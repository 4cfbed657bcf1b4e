use std::ops::{Mul, MulAssign, Neg};
use derive_more::{Display, Debug};
use is_even::IsEven;

#[derive(Clone, Copy, PartialEq, Eq, Hash, PartialOrd, Ord, Default, Display, Debug)]
#[repr(i8)]
pub enum Sign {
    #[default]
    #[display("+")]
    #[debug("+")]
    Pos = 1,

    #[display("-")]
    #[debug("-")]
    Neg = -1
}

impl Sign {
    pub fn is_positive(&self) -> bool {
        self == &Sign::Pos
    }

    pub fn is_negative(&self) -> bool {
        !self.is_positive()
    }

    pub fn from_parity<I: IsEven>(val: I) -> Self {
        if val.is_even() {
            Sign::Pos
        } else {
            Sign::Neg
        }
    }

    pub fn to_i64(self) -> i64 {
        self.into()
    }
}

macro_rules! impl_int_conversion {
    ($t:tt) => {
        impl From<$t> for Sign {
            fn from(value: $t) -> Self {
                match value {
                     1 => Sign::Pos,
                    -1 => Sign::Neg,
                     _ => panic!()
                }
            }
        }

        impl From<Sign> for $t {
            fn from(value: Sign) -> Self {
                match value {
                    Sign::Pos =>  1,
                    Sign::Neg => -1
                }
            }
        }
    };
}

impl_int_conversion!(i8);
impl_int_conversion!(i16);
impl_int_conversion!(i32);
impl_int_conversion!(i64);
impl_int_conversion!(isize);

impl Neg for Sign {
    type Output = Self;
    fn neg(self) -> Self {
        use Sign::*;
        match self {
            Neg => Pos,
            Pos => Neg
        }
    }
}

impl Mul for Sign {
    type Output = Self;
    fn mul(self, rhs: Self) -> Self {
        if self == rhs { Sign::Pos } else { Sign::Neg }
    }
}

impl MulAssign for Sign {
    fn mul_assign(&mut self, rhs: Self) {
        *self = *self * rhs;
    }
}

#[cfg(test)]
mod tests {
    use super::*;

    #[test]
    fn ord() {
        assert!(Sign::Neg < Sign::Pos)
    }

    #[test]
    fn to_string() {
        assert_eq!(&Sign::Neg.to_string(), "-");
        assert_eq!(&Sign::Pos.to_string(), "+");
    }

    #[test]
    fn mul() {
        assert_eq!(Sign::Pos * Sign::Neg, Sign::Neg);
        assert_eq!(Sign::Neg * Sign::Neg, Sign::Pos);
    }

    #[test]
    fn from_parity() {
        assert_eq!(Sign::from_parity(0), Sign::Pos);
        assert_eq!(Sign::from_parity(3), Sign::Neg);
    }
}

◆ ◆ ◆

Exercise prompt
Please return only the lines from the one with "assert_eq!(Sign::from_parity(0), Sign::Pos);" through the end of the listing, each exactly as written, first and last included.

Task solution
        assert_eq!(Sign::from_parity(0), Sign::Pos);
        assert_eq!(Sign::from_parity(3), Sign::Neg);
    }
}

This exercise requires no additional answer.